Aunque creo que he aprendido y sé que nada hay más halagüeño que la libertad, me es muy difícil persuadirme de que exista un pueblo andaluz que desmerezca el justo nombre que ha ganado.
Persuadámonos, pues, señor Director, que todas las conquistas de los pueblos, las guerras sostenidas al grito de libertad, no se han hecho ni por una parte exclusiva, ni por esa clase ignorante que Vd. califica de «progresista»; sino por el pueblo español, por los nobles intereses que dicta el corazón, por la justicia y por el derecho.
El artículo de Vd. me ha parecido en sumo grado notable, pero demasiado general.

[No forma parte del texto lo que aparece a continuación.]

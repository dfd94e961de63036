// SPDX-FileCopyrightText: © 2026 Echotome Contributors
//
// SPDX-License-Identifier: MPL-2.0

//! Minimal, defaulted engine configuration.
//!
//! There's deliberately no general layered-config surface here (TOML/env
//! precedence, hot reload, CLI flags) — that belongs to whatever client
//! embeds this engine. It's still a typed, defaulted configuration value
//! the way every component in a well-built Rust service should take one.

use crate::profile::PrivacyProfile;
use serde::{Deserialize, Serialize};
use std::path::PathBuf;
use std::time::Duration;

/// Top-level configuration for an `echotome` data root.
#[derive(Debug, Clone, Serialize, Deserialize)]
pub struct EchotomeConfig {
    /// Root directory for identity, rituals, vaults, and sessions.
    #[serde(default = "default_data_root")]
    pub data_root: PathBuf,
    /// How often the session reaper scans for expired sessions.
    #[serde(default = "default_cleanup_interval", with = "duration_secs")]
    pub cleanup_interval: Duration,
    /// Privacy profile used when a caller doesn't specify one explicitly.
    #[serde(default = "default_profile")]
    pub default_profile: PrivacyProfile,
}

fn default_data_root() -> PathBuf {
    dirs_home().join(".echotome")
}

fn dirs_home() -> PathBuf {
    std::env::var_os("HOME").map_or_else(|| PathBuf::from("."), PathBuf::from)
}

const fn default_cleanup_interval() -> Duration {
    Duration::from_secs(30)
}

const fn default_profile() -> PrivacyProfile {
    PrivacyProfile::RitualLock
}

impl Default for EchotomeConfig {
    fn default() -> Self {
        Self {
            data_root: default_data_root(),
            cleanup_interval: default_cleanup_interval(),
            default_profile: default_profile(),
        }
    }
}

impl EchotomeConfig {
    /// `<data_root>/identity/`
    #[must_use]
    pub fn identity_dir(&self) -> PathBuf {
        self.data_root.join("identity")
    }

    /// `<data_root>/rituals/`
    #[must_use]
    pub fn rituals_dir(&self) -> PathBuf {
        self.data_root.join("rituals")
    }

    /// `<data_root>/vaults/`
    #[must_use]
    pub fn vaults_dir(&self) -> PathBuf {
        self.data_root.join("vaults")
    }

    /// `<data_root>/sessions/`
    #[must_use]
    pub fn sessions_dir(&self) -> PathBuf {
        self.data_root.join("sessions")
    }
}

mod duration_secs {
    use serde::{Deserialize, Deserializer, Serializer};
    use std::time::Duration;

    pub fn serialize<S: Serializer>(d: &Duration, s: S) -> Result<S::Ok, S::Error> {
        s.serialize_u64(d.as_secs())
    }

    pub fn deserialize<'de, D: Deserializer<'de>>(d: D) -> Result<Duration, D::Error> {
        let secs = u64::deserialize(d)?;
        Ok(Duration::from_secs(secs))
    }
}
// SPDX-FileCopyrightText: © 2026 Echotome Contributors
//
// SPDX-License-Identifier: MPL-2.0

//! [C3] Identity Keystore: a stable, per-device Ed25519 keypair persisted
//! under owner-only permissions.

use ed25519_dalek::{Signature, Signer, SigningKey, Verifier, VerifyingKey};
use echotome_core::error::{EchotomeError, Result};
use rand_core::OsRng;
use sha2::{Digest, Sha256};
use std::fs;
use std::path::{Path, PathBuf};
use std::sync::OnceLock;

const PRIVATE_KEY_FILE: &str = "identity.key";
const PUBLIC_KEY_FILE: &str = "identity.pub";

/// A stable per-device Ed25519 identity.
///
/// Read once at startup; later reads are served from memory, cached
/// behind a [`OnceLock`] inside the handle.
pub struct IdentityKeystore {
    dir: PathBuf,
    cached: OnceLock<SigningKey>,
}

impl IdentityKeystore {
    /// Opens a keystore rooted at `identity_dir` (typically
    /// `EchotomeConfig::identity_dir()`). Does not touch disk until
    /// [`Self::ensure_identity_keypair`] is called.
    #[must_use]
    pub fn new(identity_dir: impl Into<PathBuf>) -> Self {
        Self { dir: identity_dir.into(), cached: OnceLock::new() }
    }

    fn private_key_path(&self) -> PathBuf {
        self.dir.join(PRIVATE_KEY_FILE)
    }

    fn public_key_path(&self) -> PathBuf {
        self.dir.join(PUBLIC_KEY_FILE)
    }

    /// Returns the stable `(priv, pub)` keypair, generating and
    /// persisting one on first use.
    ///
    /// # Errors
    ///
    /// Returns [`EchotomeError::Io`] on filesystem failure, or
    /// [`EchotomeError::InvalidInput`] if an on-disk private key is
    /// world-readable or otherwise malformed.
    pub fn ensure_identity_keypair(&self) -> Result<(SigningKey, VerifyingKey)> {
        if let Some(key) = self.cached.get() {
            return Ok((key.clone(), key.verifying_key()));
        }

        let key = if self.private_key_path().exists() {
            self.load_signing_key()?
        } else {
            self.generate_and_persist()?
        };

        let verifying_key = key.verifying_key();
        // OnceLock::set races benignly: the loser's key is dropped, callers
        // always observe a consistent value from `cached`.
        let _ = self.cached.set(key);
        let key = self.cached.get().expect("just set").clone();
        Ok((key, verifying_key))
    }

    fn generate_and_persist(&self) -> Result<SigningKey> {
        fs::create_dir_all(&self.dir)?;
        let signing_key = SigningKey::generate(&mut OsRng);

        write_owner_only(&self.private_key_path(), signing_key.to_bytes().as_slice())?;
        write_owner_only(
            &self.public_key_path(),
            signing_key.verifying_key().to_bytes().as_slice(),
        )?;

        tracing::info!(dir = %self.dir.display(), "generated new identity keypair");
        Ok(signing_key)
    }

    fn load_signing_key(&self) -> Result<SigningKey> {
        let path = self.private_key_path();
        check_not_world_readable(&path)?;

        let bytes = fs::read(&path)?;
        let bytes: [u8; 32] = bytes
            .try_into()
            .map_err(|_| EchotomeError::InvalidInput("identity key file has wrong length".into()))?;
        Ok(SigningKey::from_bytes(&bytes))
    }

    /// Signs `message` with the device identity key.
    ///
    /// # Errors
    ///
    /// Propagates [`EchotomeError`] from [`Self::ensure_identity_keypair`].
    pub fn sign(&self, message: &[u8]) -> Result<Signature> {
        let (key, _) = self.ensure_identity_keypair()?;
        Ok(key.sign(message))
    }
}

/// Verifies `signature` over `message` under `public_key`.
#[must_use]
pub fn verify(public_key: &VerifyingKey, message: &[u8], signature: &Signature) -> bool {
    public_key.verify(message, signature).is_ok()
}

/// SHA-256(pub)\[:8\] in lowercase hex
#[must_use]
pub fn fingerprint(public_key: &VerifyingKey) -> String {
    let digest = Sha256::digest(public_key.as_bytes());
    digest[..8].iter().map(|b| format!("{b:02x}")).collect()
}

fn write_owner_only(path: &Path, bytes: &[u8]) -> Result<()> {
    let tmp_path = path.with_extension("tmp");
    fs::write(&tmp_path, bytes)?;
    set_owner_only_permissions(&tmp_path)?;
    fs::rename(&tmp_path, path)?;
    Ok(())
}

#[cfg(unix)]
fn set_owner_only_permissions(path: &Path) -> Result<()> {
    use std::os::unix::fs::PermissionsExt;
    let mut perms = fs::metadata(path)?.permissions();
    perms.set_mode(0o600);
    fs::set_permissions(path, perms)?;
    Ok(())
}

#[cfg(not(unix))]
fn set_owner_only_permissions(_path: &Path) -> Result<()> {
    // Non-Unix targets have no POSIX permission bits to restrict; the
    // file is written to a user-private data root instead. Documented,
    // not silently downgraded.
    Ok(())
}

#[cfg(unix)]
fn check_not_world_readable(path: &Path) -> Result<()> {
    use std::os::unix::fs::PermissionsExt;
    let mode = fs::metadata(path)?.permissions().mode();
    if mode & 0o077 != 0 {
        return Err(EchotomeError::InvalidInput(format!(
            "refusing to load world/group-accessible private key at {}",
            path.display()
        )));
    }
    Ok(())
}

#[cfg(not(unix))]
fn check_not_world_readable(_path: &Path) -> Result<()> {
    Ok(())
}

Quiero rectificar también algunas ideas; si el pueblo andaluz no es el confirmado labrador que hace indigna obra de pasto de malas prácticas, tampoco es posible desconocer que «la indiferencia» lo debe anunciar el desaliento de los hombres buenos.

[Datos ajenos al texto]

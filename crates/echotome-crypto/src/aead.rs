// SPDX-FileCopyrightText: © 2026 Echotome Contributors
//
// SPDX-License-Identifier: MPL-2.0

//! AEAD envelope: the on-disk ciphertext container wrapping either
//! XChaCha20-Poly1305 or AES-256-GCM, framed with associated data binding
//! the profile and rune identity to the ciphertext.

use aes_gcm::Aes256Gcm;
use chacha20poly1305::aead::{Aead, KeyInit, Payload};
use chacha20poly1305::XChaCha20Poly1305;
use echotome_core::error::{EchotomeError, Result};
use echotome_core::profile::PrivacyProfile;
use rand_core::RngCore;

const MAGIC: &[u8; 4] = b"ECHO";
const ENVELOPE_VERSION: u8 = 1;
const NONCE_LEN: usize = 24;

/// Algorithm identifiers persisted in the envelope header. XChaCha20-Poly1305
/// is the normative default; AES-256-GCM is wired for explicit opt-in only,
/// there is no automatic fallback between the two.
#[derive(Debug, Clone, Copy, PartialEq, Eq)]
pub enum AeadAlgorithm {
    XChaCha20Poly1305 = 1,
    Aes256Gcm = 2,
}

impl AeadAlgorithm {
    fn from_id(id: u8) -> Result<Self> {
        match id {
            1 => Ok(Self::XChaCha20Poly1305),
            2 => Ok(Self::Aes256Gcm),
            _ => Err(EchotomeError::PayloadCorrupt),
        }
    }
}

/// Builds the associated-data header: `profile_id || rune_id || version`.
fn build_associated_data(profile: PrivacyProfile, rune_id: &str, version: u8) -> Vec<u8> {
    let mut ad = Vec::with_capacity(1 + rune_id.len() + 1);
    ad.push(profile.id());
    ad.extend_from_slice(rune_id.as_bytes());
    ad.push(version);
    ad
}

/// Encrypts `plaintext` under `key`, binding `profile` and `rune_id` as
/// associated data, and frames the result in the envelope wire format:
/// `magic || version || algo_id || profile_id || nonce(24) || ad_len(u32le)
/// || ad || ct_len(u32le) || ciphertext‖tag`.
///
/// # Errors
///
/// Returns [`EchotomeError::AeadFailure`] if encryption fails (should not
/// happen for well-formed keys and plaintext).
pub fn seal(
    key: &[u8; 32],
    algorithm: AeadAlgorithm,
    profile: PrivacyProfile,
    rune_id: &str,
    plaintext: &[u8],
) -> Result<Vec<u8>> {
    let mut nonce = [0u8; NONCE_LEN];
    rand::rngs::OsRng.fill_bytes(&mut nonce);

    let ad = build_associated_data(profile, rune_id, ENVELOPE_VERSION);
    let ciphertext = encrypt_with(algorithm, key, &nonce, plaintext, &ad)?;

    let mut envelope = Vec::with_capacity(
        4 + 1 + 1 + 1 + NONCE_LEN + 4 + ad.len() + 4 + ciphertext.len(),
    );
    envelope.extend_from_slice(MAGIC);
    envelope.push(ENVELOPE_VERSION);
    envelope.push(algorithm as u8);
    envelope.push(profile.id());
    envelope.extend_from_slice(&nonce);
    envelope.extend_from_slice(&(ad.len() as u32).to_le_bytes());
    envelope.extend_from_slice(&ad);
    envelope.extend_from_slice(&(ciphertext.len() as u32).to_le_bytes());
    envelope.extend_from_slice(&ciphertext);
    Ok(envelope)
}

/// Parses and decrypts an envelope produced by [`seal`].
///
/// # Errors
///
/// Returns [`EchotomeError::PayloadTruncated`] if the envelope is shorter
/// than its declared field lengths, [`EchotomeError::PayloadCorrupt`] if
/// the magic/version/algorithm fields are invalid, and
/// [`EchotomeError::AeadFailure`] if authentication fails.
pub fn open(key: &[u8; 32], envelope: &[u8]) -> Result<Vec<u8>> {
    let mut cursor = 0usize;
    let take = |cursor: &mut usize, n: usize, envelope: &[u8]| -> Result<std::ops::Range<usize>> {
        let end = cursor.checked_add(n).ok_or(EchotomeError::PayloadCorrupt)?;
        if end > envelope.len() {
            return Err(EchotomeError::PayloadTruncated);
        }
        let range = *cursor..end;
        *cursor = end;
        Ok(range)
    };

    let magic_range = take(&mut cursor, 4, envelope)?;
    if &envelope[magic_range] != MAGIC {
        return Err(EchotomeError::PayloadCorrupt);
    }

    let version_range = take(&mut cursor, 1, envelope)?;
    if envelope[version_range][0] != ENVELOPE_VERSION {
        return Err(EchotomeError::PayloadCorrupt);
    }

    let algo_range = take(&mut cursor, 1, envelope)?;
    let algorithm = AeadAlgorithm::from_id(envelope[algo_range][0])?;

    let _profile_range = take(&mut cursor, 1, envelope)?;

    let nonce_range = take(&mut cursor, NONCE_LEN, envelope)?;
    let nonce: [u8; NONCE_LEN] = envelope[nonce_range].try_into().expect("exact length slice");

    let ad_len_range = take(&mut cursor, 4, envelope)?;
    let ad_len = u32::from_le_bytes(envelope[ad_len_range].try_into().expect("4 bytes")) as usize;
    let ad_range = take(&mut cursor, ad_len, envelope)?;
    let ad = &envelope[ad_range];

    let ct_len_range = take(&mut cursor, 4, envelope)?;
    let ct_len = u32::from_le_bytes(envelope[ct_len_range].try_into().expect("4 bytes")) as usize;
    let ct_range = take(&mut cursor, ct_len, envelope)?;
    let ciphertext = &envelope[ct_range];

    if cursor != envelope.len() {
        return Err(EchotomeError::PayloadCorrupt);
    }

    decrypt_with(algorithm, key, &nonce, ciphertext, ad)
}

fn encrypt_with(
    algorithm: AeadAlgorithm,
    key: &[u8; 32],
    nonce: &[u8; NONCE_LEN],
    plaintext: &[u8],
    ad: &[u8],
) -> Result<Vec<u8>> {
    let payload = Payload { msg: plaintext, aad: ad };
    match algorithm {
        AeadAlgorithm::XChaCha20Poly1305 => {
            let cipher = XChaCha20Poly1305::new_from_slice(key)
                .map_err(|_| EchotomeError::AeadFailure)?;
            cipher
                .encrypt(nonce.into(), payload)
                .map_err(|_| EchotomeError::AeadFailure)
        }
        AeadAlgorithm::Aes256Gcm => {
            let cipher = Aes256Gcm::new_from_slice(key).map_err(|_| EchotomeError::AeadFailure)?;
            // AES-GCM nonces are 12 bytes; the envelope always carries 24,
            // so only the first 12 are used when this algorithm is selected.
            cipher
                .encrypt((&nonce[..12]).into(), payload)
                .map_err(|_| EchotomeError::AeadFailure)
        }
    }
}

fn decrypt_with(
    algorithm: AeadAlgorithm,
    key: &[u8; 32],
    nonce: &[u8; NONCE_LEN],
    ciphertext: &[u8],
    ad: &[u8],
) -> Result<Vec<u8>> {
    let payload = Payload { msg: ciphertext, aad: ad };
    match algorithm {
        AeadAlgorithm::XChaCha20Poly1305 => {
            let cipher = XChaCha20Poly1305::new_from_slice(key)
                .map_err(|_| EchotomeError::AeadFailure)?;
            cipher
                .decrypt(nonce.into(), payload)
                .map_err(|_| EchotomeError::AeadFailure)
        }
        AeadAlgorithm::Aes256Gcm => {
            let cipher = Aes256Gcm::new_from_slice(key).map_err(|_| EchotomeError::AeadFailure)?;
            cipher
                .decrypt((&nonce[..12]).into(), payload)
                .map_err(|_| EchotomeError::AeadFailure)
        }
    }
}

#[cfg(test)]
#[allow(clippy::unwrap_used, clippy::expect_used)]
mod tests {
    use super::*;

    #[test]
    fn xchacha_round_trip() {
        let key = [7u8; 32];
        let envelope = seal(
            &key,
            AeadAlgorithm::XChaCha20Poly1305,
            PrivacyProfile::RitualLock,
            "ECH-ABCD1234",
            b"the ritual is complete",
        )
        .expect("seals");
        let plaintext = open(&key, &envelope).expect("opens");
        assert_eq!(plaintext, b"the ritual is complete");
    }

    #[test]
    fn aes_gcm_round_trip() {
        let key = [9u8; 32];
        let envelope = seal(
            &key,
            AeadAlgorithm::Aes256Gcm,
            PrivacyProfile::QuickLock,
            "ECH-DEADBEEF",
            b"quicklock payload",
        )
        .expect("seals");
        let plaintext = open(&key, &envelope).expect("opens");
        assert_eq!(plaintext, b"quicklock payload");
    }

    #[test]
    fn tampered_ciphertext_fails_to_open() {
        let key = [1u8; 32];
        let mut envelope = seal(
            &key,
            AeadAlgorithm::XChaCha20Poly1305,
            PrivacyProfile::BlackVault,
            "ECH-00000000",
            b"sensitive",
        )
        .expect("seals");
        let last = envelope.len() - 1;
        envelope[last] ^= 0xFF;
        assert!(matches!(open(&key, &envelope), Err(EchotomeError::AeadFailure)));
    }

    #[test]
    fn wrong_key_fails_to_open() {
        let envelope = seal(
            &[1u8; 32],
            AeadAlgorithm::XChaCha20Poly1305,
            PrivacyProfile::RitualLock,
            "ECH-11111111",
            b"payload",
        )
        .expect("seals");
        assert!(matches!(open(&[2u8; 32], &envelope), Err(EchotomeError::AeadFailure)));
    }

    #[test]
    fn truncated_envelope_is_rejected() {
        let envelope = seal(
            &[3u8; 32],
            AeadAlgorithm::XChaCha20Poly1305,
            PrivacyProfile::QuickLock,
            "ECH-22222222",
            b"payload",
        )
        .expect("seals");
        let truncated = &envelope[..envelope.len() - 5];
        assert!(matches!(open(&[3u8; 32], truncated), Err(EchotomeError::PayloadTruncated)));
    }

    #[test]
    fn bad_magic_is_rejected() {
        let mut envelope = seal(
            &[4u8; 32],
            AeadAlgorithm::XChaCha20Poly1305,
            PrivacyProfile::QuickLock,
            "ECH-33333333",
            b"payload",
        )
        .expect("seals");
        envelope[0] = b'X';
        assert!(matches!(open(&[4u8; 32], &envelope), Err(EchotomeError::PayloadCorrupt)));
    }
}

Siempre han existido violentos excesos, que han arrancado a nuestra sociedad civilizada heridas profundas; y esos mismos excesos han sido recompensados con la libertad; y las sangrientas sediciones han servido para consolidar el derecho constitucional; pero desde que se ha dicho «ese pueblo soberano,» no se ha hecho más que explotar la credulidad de un pueblo que por instinto es generoso, noble y hospitalario.
Cordobeses: depurando mi lenguaje, el sentir de mi artículo, quisiera demostrar que hay sentimientos nobles, verdaderamente sagrados; emociones siempre respetables. Los hombres obran, las masas sienten. Observar es obrar.
Cordobeses: en las ideas políticas, como en el amor por la libertad, siempre la libertad absoluta. Mientras sea posible, debe intentarse; y una vez conseguida, conservarla; sobre todo, que la libertad sea justa, igual y respetada.
Lo dice con entera franqueza y en honor de la verdad, a las creencias políticas y religiosas y a la libertad, el que suscribe.
En Córdoba, 30 de diciembre de 1854. — Francisco de Leiva.